Re #17:I’m happy for fizmath’s unsullied upbringing in Mayberry RFD, where none of the following (particularly the percentages involving the cleaning, maintenance, leisure and hospitality industries) applied: “About 7.2 million unauthorized migrants were employed in March 2005, accounting for about 4.9% of the civilian labor force. They made up a large share of all workers in a few more detailed occupational categories, including 24% of all workers employed in farming occupations, 17% in cleaning, 14% in construction and 12% in food preparation. “The construction industry is the largest employer of short-term illegal workers with some 550,000 unauthorized migrants arriving between 2000 and 2005. Overall, more than 1.4 million unauthorized workers are employed in the construction industry, accounting for about 12% of the industry work force, the largest share of unauthorized workers in any major industry category. Short-term unauthorized workers account for somewhat less than 5% of the construction industry work force.”The leisure and hospitality industry is the second largest employer of short-term unauthorized workers, with some 500,000 unauthorized migrants arriving between 2000 and 2005. They account for somewhat more than 4% of the workforce in that industry category. Altogether more than 1.2 million unauthorized migrants are employed in the leisure and hospitality industry, making up 10% of the work force in that industry.”Construction and the leisure and hospitality industries combined account for the employment of about 40% of all short-term unauthorized workers.”Other major industries with large numbers of unauthorized workers who arrived between 2000 and 2005 include professional and business services, mainly building maintenance, cleaning and landscaping, (350,000), manufacturing (340,000), wholesale and retail (270,000), education and health services (125,000) and agriculture (110,000).”[Source: Pew Charitable Trust Hispanic Center]PS: Say hello to Aunt Bee for me, and tell her to quit hiring Juanita to help with the apple pies.
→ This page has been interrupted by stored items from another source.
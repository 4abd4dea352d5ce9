use thiserror::Error;

#[derive(Debug, Error)]
pub enum LoggerError {
    #[error("invalid log format: {0} (expected: text|json|journald)")]
    InvalidFormat(String),

    #[error("journald is not supported on this platform")]
    JournaldNotSupported,

    #[error("failed to connect to journald: {0}")]
    JournaldInitFailed(String),

    #[error("logger already initialized")]
    AlreadyInitialized,

    #[error("invalid log timezone: {0} (expected: utc|local)")]
    InvalidTimeZone(String),

    #[error("invalid log level: {0}")]
    InvalidLevel(String),
}

pub type LoggerResult<T> = Result<T, LoggerError>;
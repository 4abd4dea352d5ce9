mod domain;
pub use domain::{
    ContainerStatus, Env, Flags, IdentityLookup, Labels, ServiceIdentity, DEFAULT_NAMESPACE,
    DEFAULT_SERVICE_ID_LABELS, ENV_SEGMENT, FLAG_IMAGE, FLAG_SERVICE, IMAGE_TITLE_LABELS,
    OPTIONS_DEPRECATED_KEY, OPTIONS_FLAGS_KEY, OPTIONS_USER_KEY,
};

mod error;
pub use error::{FieldError, ModelError, ModelResult, ValidationError};

pub mod timeexpr;
pub use timeexpr::{decompose, parse_duration};

mod trigger;
pub use trigger::{CronFields, IntervalFields, Trigger, TriggerKind, TriggerSpec};

mod job;
pub use job::{JobDefinition, JobId, JobValidator, RawJob, ValidatorConfig};
use async_trait::async_trait;
use bollard::container::{InspectContainerOptions, ListContainersOptions};
use bollard::exec::{StartExecOptions, StartExecResults};
use bollard::system::EventsOptions;
use bollard::{API_DEFAULT_VERSION, Docker};
use chrono::{DateTime, Utc};
use futures_util::StreamExt;
use futures_util::stream::BoxStream;
use tracing::{debug, instrument, trace};

use stevedore_core::runtime::{
    ContainerFilter, ContainerInfo, ContainerRuntime, ExecOutput, ExecRequest, RuntimeError,
    RuntimeEvent, RuntimeResult,
};
use stevedore_model::Labels;

use crate::config::{DockerConfig, DockerHost};
use crate::convert::{
    api_error, container_from_inspect, event_filters, event_from_message, exec_options, list_filters,
};
use crate::error::{DockerError, DockerResult};

/// [`ContainerRuntime`] backed by the Docker Engine API.
#[derive(Clone)]
pub struct DockerRuntime {
    docker: Docker,
}

impl DockerRuntime {
    /// Create a client; no request is sent until the first call (see [`DockerRuntime::ping`]).
    pub fn connect(cfg: &DockerConfig) -> DockerResult<Self> {
        cfg.host.check()?;
        let timeout = cfg.timeout.as_secs();
        let docker = match &cfg.host {
            #[cfg(unix)]
            DockerHost::Unix(path) => Docker::connect_with_unix(path, timeout, API_DEFAULT_VERSION)?,
            #[cfg(not(unix))]
            DockerHost::Unix(path) => return Err(DockerError::InvalidHost(format!("unix://{path}"))),
            DockerHost::Tcp(addr) => Docker::connect_with_http(addr, timeout, API_DEFAULT_VERSION)?,
        };
        debug!(host = %cfg.host, timeout_secs = timeout, "docker client configured");
        Ok(Self { docker })
    }

    /// Check that the daemon answers.
    pub async fn ping(&self) -> DockerResult<()> {
        self.docker.ping().await.map_err(DockerError::Connect)?;
        Ok(())
    }
}

#[async_trait]
impl ContainerRuntime for DockerRuntime {
    async fn list_containers(&self, filter: &ContainerFilter) -> RuntimeResult<Vec<ContainerInfo>> {
        let opts = ListContainersOptions::<String> {
            all: true,
            filters: list_filters(filter),
            ..Default::default()
        };
        let summaries = self
            .docker
            .list_containers(Some(opts))
            .await
            .map_err(|e| api_error(e, "containers"))?;

        // Summaries lack the start time, every container is inspected.
        let mut containers = Vec::with_capacity(summaries.len());
        for id in summaries.into_iter().filter_map(|s| s.id) {
            match self.inspect_container(&id).await {
                Ok(info) if filter.matches(&info) => containers.push(info),
                Ok(info) => trace!(container = %id, status = %info.status, "container changed state while listing"),
                Err(e) if e.is_not_found() => trace!(container = %id, "container vanished while listing"),
                Err(e) => return Err(e),
            }
        }
        Ok(containers)
    }

    async fn inspect_container(&self, id: &str) -> RuntimeResult<ContainerInfo> {
        let resp = self
            .docker
            .inspect_container(id, None::<InspectContainerOptions>)
            .await
            .map_err(|e| api_error(e, id))?;
        container_from_inspect(resp)
    }

    async fn image_labels(&self, container_id: &str) -> RuntimeResult<Labels> {
        let container = self
            .docker
            .inspect_container(container_id, None::<InspectContainerOptions>)
            .await
            .map_err(|e| api_error(e, container_id))?;
        let image_id = container
            .image
            .ok_or_else(|| RuntimeError::Invalid(format!("container {container_id} has no image")))?;

        let image = self
            .docker
            .inspect_image(&image_id)
            .await
            .map_err(|e| api_error(e, &image_id))?;
        Ok(image
            .config
            .and_then(|c| c.labels)
            .unwrap_or_default()
            .into_iter()
            .collect())
    }

    #[instrument(level = "trace", skip(self, request), fields(command = %request.command))]
    async fn exec(&self, container_id: &str, request: &ExecRequest) -> RuntimeResult<ExecOutput> {
        let exec = self
            .docker
            .create_exec(container_id, exec_options(request)?)
            .await
            .map_err(|e| api_error(e, container_id))?;

        let mut output = Vec::new();
        let started = self
            .docker
            .start_exec(&exec.id, None::<StartExecOptions>)
            .await
            .map_err(|e| api_error(e, container_id))?;
        if let StartExecResults::Attached { output: mut stream, .. } = started {
            while let Some(chunk) = stream.next().await {
                let chunk = chunk.map_err(|e| api_error(e, container_id))?;
                output.extend_from_slice(&chunk.into_bytes());
            }
        }

        let inspected = self
            .docker
            .inspect_exec(&exec.id)
            .await
            .map_err(|e| api_error(e, container_id))?;
        let exit_code = inspected
            .exit_code
            .ok_or_else(|| RuntimeError::Invalid(format!("exec {} reported no exit code", exec.id)))?;

        Ok(ExecOutput { exit_code, output })
    }

    fn events(&self, since: DateTime<Utc>) -> BoxStream<'static, RuntimeResult<RuntimeEvent>> {
        let opts = EventsOptions::<String> {
            since: Some(since.timestamp().to_string()),
            until: None,
            filters: event_filters(),
        };
        self.docker
            .events(Some(opts))
            .filter_map(|res| async move {
                match res {
                    Ok(msg) => event_from_message(msg).map(Ok),
                    Err(e) => Some(Err(RuntimeError::Stream(e.to_string()))),
                }
            })
            .boxed()
    }
}
//! Daemon lifecycle: startup checks, event loop, graceful shutdown.
use std::sync::Arc;

use anyhow::Context;
use tokio_util::sync::CancellationToken;
use tracing::{error, info, warn};

use stevedore_core::engine::Engine;
use stevedore_core::events::{EventBus, Subscribe};
use stevedore_core::labels::LabelParser;
use stevedore_core::runtime::ContainerRuntime;
use stevedore_core::scheduler::Scheduler;
use stevedore_core::MetricsHandle;
use stevedore_docker::DockerRuntime;
use stevedore_observe::JobLogger;
use stevedore_prometheus::PrometheusMetrics;

use crate::config::DaemonConfig;
use crate::exit::ExitReason;
use crate::http::{self, HttpState};
use crate::instance::another_instance_running;
use crate::lockfile::LockFile;
use crate::signals;

/// Run until SIGINT or SIGTERM; the lock file is released last.
pub async fn run(cfg: DaemonConfig) -> Result<(), ExitReason> {
    let lock = LockFile::acquire(&cfg.lock_file)?;
    info!(path = %lock.path().display(), "holding lock file");

    let docker = DockerRuntime::connect(&cfg.docker).map_err(|e| ExitReason::Config(e.to_string()))?;
    docker
        .ping()
        .await
        .map_err(|e| ExitReason::Config(format!("docker at {} is unreachable: {e}", cfg.docker.host)))?;
    let runtime: Arc<dyn ContainerRuntime> = Arc::new(docker);

    if another_instance_running(runtime.as_ref(), &cfg.self_image_name)
        .await
        .context("looking for other daemon containers")?
    {
        return Err(ExitReason::AnotherInstance(
            "there is another daemon container, maybe paused or restarting".to_string(),
        ));
    }

    let metrics = PrometheusMetrics::new().context("registering metrics")?;
    let metrics_handle: MetricsHandle = Arc::new(metrics.clone());
    let subscribers: Vec<Arc<dyn Subscribe>> = vec![Arc::new(JobLogger)];
    let scheduler = Scheduler::new(
        cfg.scheduler.clone(),
        Arc::clone(&runtime),
        EventBus::new(subscribers),
        Arc::clone(&metrics_handle),
    );
    let parser = LabelParser::new(cfg.parser.clone(), Arc::clone(&runtime))
        .map_err(|e| ExitReason::Config(e.to_string()))?;
    let mut engine = Engine::new(runtime, parser, scheduler.clone(), metrics_handle);

    let shutdown = signals::install(scheduler.clone()).context("installing signal handlers")?;
    if let Some(addr) = cfg.http_listen {
        serve_http(addr, HttpState { scheduler: scheduler.clone(), metrics }, shutdown.clone()).await?;
    }

    let since = engine
        .inspect_existing()
        .await
        .context("inspecting running containers")?;
    info!(jobs = scheduler.len(), "initial inspection done");

    engine.run(since, shutdown).await;

    if scheduler.shutdown(cfg.shutdown_grace).await {
        info!("all running jobs finished");
    } else {
        warn!(grace = ?cfg.shutdown_grace, "running jobs did not finish within the grace period, abandoning them");
    }
    drop(lock);
    Ok(())
}

async fn serve_http(
    addr: std::net::SocketAddr,
    state: HttpState,
    shutdown: CancellationToken,
) -> Result<(), ExitReason> {
    let listener = tokio::net::TcpListener::bind(addr)
        .await
        .map_err(|e| ExitReason::Config(format!("cannot listen on {addr}: {e}")))?;
    info!(%addr, "serving /jobs, /healthz and /metrics");

    tokio::spawn(async move {
        let server = axum::serve(listener, http::router(state))
            .with_graceful_shutdown(async move { shutdown.cancelled().await });
        if let Err(e) = server.await {
            error!(error = %e, "http server failed");
        }
    });
    Ok(())
}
joesuber - May 24, 2010 at 11:00 am

SPAIN will prevail, after all. Historic battles lost, the Spanish, ironically, will ultimately win the war for North America. The English won the middle of North America (America)and part of the upper (Canada) along with the French, while the Spanish suceeded in conquering Mexico, and pretty much all other real estate to the tip of South America. The Battle of the Alamo notwithstanding, the Spanish have been, and will continue to win the continent–not by might of arms, but by the might of reproduction. Mother nature, it seems, favors the hispanics. The capitalists favor them too, despite the double-speak. Steadily and unswervingly, the hispanic creep continues unabated. We can cry and scream and denounce and legislate, but the migration northward, like the invasion of the African Bees continues unabated. What we could have done, should have done, and should now be doing is treating our hispanic neighors to the south as human beings, and not as some sort of commodity–which by the way provides one heck of a futures market in human capital. We could have contributed enormously to the proper development of Mexico over the past two centuries, helping to create an “American South” with a strong middle class and powerful institutions capable of preventing the violent, but predictable, fallout from an economy catering to the unwhetted drug appetite, and unwhetted cheap labor appetite, of those English colonial types to the north. So much for woulda, coulda, shoulda, how about Yes we can.Let’s stop whining, Yes we can, and begin the enormous task of creating a Mexico where Mexicans AND Americans want to live and prosper, Yes we can, –after all, it’s mere geography, with human beings and human lives at stake, regardless of where the border is drawn. Long live Americo!or Amexico!or whatever we have become…J Suber

carmenlund - May 24, 2010 at 12:32 pm

I am an American but have many Latin relatives. I, myself, lived myself in Latin American for years. In living abroad, I met the requirements of the government I chose to live in as well as learned their language. For me, the problem is not with immigration, but with the lack of any responsibility of the government to put into effect some type of system that works to integrate immigrants into our society. immigrants have always been valuable, but one must remember they are choosing to live in American and thus need to be assimilated into OUR culture and live by our rules in a way that adds to our society.

22286593 - May 24, 2010 at 12:36 pm

For the sake of fairness, we should imprison anyone who hired an undocumented immigrant. One day prison time for one day of employment. It’s only fair–if Americans did not employ undocumented immigrants, 12 million would not be living in the U.S. The greater crime (both legally and morally) in this case is clearly being committed by someone who is wealthier and more powerful who is benefiting from a poorer undocumented immigrant who has unequal place in our society. Well, U.S. better start building prisons to accommodate tens of millions of people.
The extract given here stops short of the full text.